*** Opening of Available data ***
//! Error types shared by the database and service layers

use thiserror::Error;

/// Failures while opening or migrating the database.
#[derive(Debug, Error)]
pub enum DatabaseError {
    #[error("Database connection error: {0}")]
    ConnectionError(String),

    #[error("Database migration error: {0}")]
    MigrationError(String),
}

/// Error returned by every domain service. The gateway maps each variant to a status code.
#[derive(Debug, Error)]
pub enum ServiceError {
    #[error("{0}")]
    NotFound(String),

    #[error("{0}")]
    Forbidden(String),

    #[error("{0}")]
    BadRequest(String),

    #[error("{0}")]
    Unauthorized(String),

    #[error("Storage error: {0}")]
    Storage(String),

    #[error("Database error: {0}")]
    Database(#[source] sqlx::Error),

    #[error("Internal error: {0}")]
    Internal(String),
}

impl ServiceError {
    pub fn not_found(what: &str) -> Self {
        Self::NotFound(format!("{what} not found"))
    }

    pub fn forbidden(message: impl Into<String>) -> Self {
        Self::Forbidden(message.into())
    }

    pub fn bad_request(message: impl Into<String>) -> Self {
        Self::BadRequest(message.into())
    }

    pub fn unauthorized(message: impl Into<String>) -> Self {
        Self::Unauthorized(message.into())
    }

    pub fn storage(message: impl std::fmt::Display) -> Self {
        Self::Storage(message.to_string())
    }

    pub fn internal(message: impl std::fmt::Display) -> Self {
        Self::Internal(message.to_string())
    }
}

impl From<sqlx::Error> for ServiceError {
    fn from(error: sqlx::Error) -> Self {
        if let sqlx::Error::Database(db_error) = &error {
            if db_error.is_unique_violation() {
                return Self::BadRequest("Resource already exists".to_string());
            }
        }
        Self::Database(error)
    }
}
*** Close of Available data ***
*** Opening of Available data ***
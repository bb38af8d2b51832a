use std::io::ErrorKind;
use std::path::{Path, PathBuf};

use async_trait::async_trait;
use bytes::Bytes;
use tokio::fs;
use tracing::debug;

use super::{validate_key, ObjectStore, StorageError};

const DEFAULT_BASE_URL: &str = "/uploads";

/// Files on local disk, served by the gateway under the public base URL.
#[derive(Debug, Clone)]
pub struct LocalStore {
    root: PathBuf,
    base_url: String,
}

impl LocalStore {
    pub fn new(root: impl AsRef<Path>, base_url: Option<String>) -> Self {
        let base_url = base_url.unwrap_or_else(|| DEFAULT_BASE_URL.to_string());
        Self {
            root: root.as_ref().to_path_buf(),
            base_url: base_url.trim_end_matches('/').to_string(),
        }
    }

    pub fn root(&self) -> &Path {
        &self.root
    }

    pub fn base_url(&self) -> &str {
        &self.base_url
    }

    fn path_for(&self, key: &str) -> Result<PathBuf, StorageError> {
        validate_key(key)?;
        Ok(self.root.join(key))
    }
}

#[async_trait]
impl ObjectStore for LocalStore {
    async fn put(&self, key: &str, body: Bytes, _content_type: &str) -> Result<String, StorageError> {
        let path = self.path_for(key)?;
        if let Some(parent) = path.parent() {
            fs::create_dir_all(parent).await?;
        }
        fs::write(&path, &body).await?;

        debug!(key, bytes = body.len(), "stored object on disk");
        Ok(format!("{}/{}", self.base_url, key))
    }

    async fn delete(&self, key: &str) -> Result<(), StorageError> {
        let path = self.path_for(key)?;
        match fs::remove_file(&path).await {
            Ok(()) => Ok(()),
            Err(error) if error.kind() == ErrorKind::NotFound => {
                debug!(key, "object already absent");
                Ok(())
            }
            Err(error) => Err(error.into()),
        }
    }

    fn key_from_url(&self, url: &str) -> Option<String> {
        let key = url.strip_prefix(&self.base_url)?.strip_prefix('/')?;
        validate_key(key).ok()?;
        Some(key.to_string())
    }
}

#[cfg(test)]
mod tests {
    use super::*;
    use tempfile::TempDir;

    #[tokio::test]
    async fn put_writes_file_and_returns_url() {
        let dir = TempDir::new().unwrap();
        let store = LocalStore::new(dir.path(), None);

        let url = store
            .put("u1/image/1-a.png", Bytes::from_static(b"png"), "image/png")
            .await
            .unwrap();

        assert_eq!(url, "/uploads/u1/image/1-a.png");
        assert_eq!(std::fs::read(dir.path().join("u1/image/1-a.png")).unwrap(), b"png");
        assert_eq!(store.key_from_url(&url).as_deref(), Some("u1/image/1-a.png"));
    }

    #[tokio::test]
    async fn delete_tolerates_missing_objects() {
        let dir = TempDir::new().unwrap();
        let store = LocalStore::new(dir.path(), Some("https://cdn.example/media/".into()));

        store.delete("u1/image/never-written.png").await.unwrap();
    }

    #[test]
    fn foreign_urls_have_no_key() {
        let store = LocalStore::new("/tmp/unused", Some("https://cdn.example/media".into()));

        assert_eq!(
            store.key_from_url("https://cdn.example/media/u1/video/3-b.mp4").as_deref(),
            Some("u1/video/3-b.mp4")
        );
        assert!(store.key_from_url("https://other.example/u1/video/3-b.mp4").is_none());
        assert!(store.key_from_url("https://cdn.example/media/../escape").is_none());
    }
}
*** Close of Available data ***
Task item — Each line in the entries above that includes the string "BadRequest" should be extracted.

Answer —
    BadRequest(String),
        Self::BadRequest(message.into())
                return Self::BadRequest("Resource already exists".to_string());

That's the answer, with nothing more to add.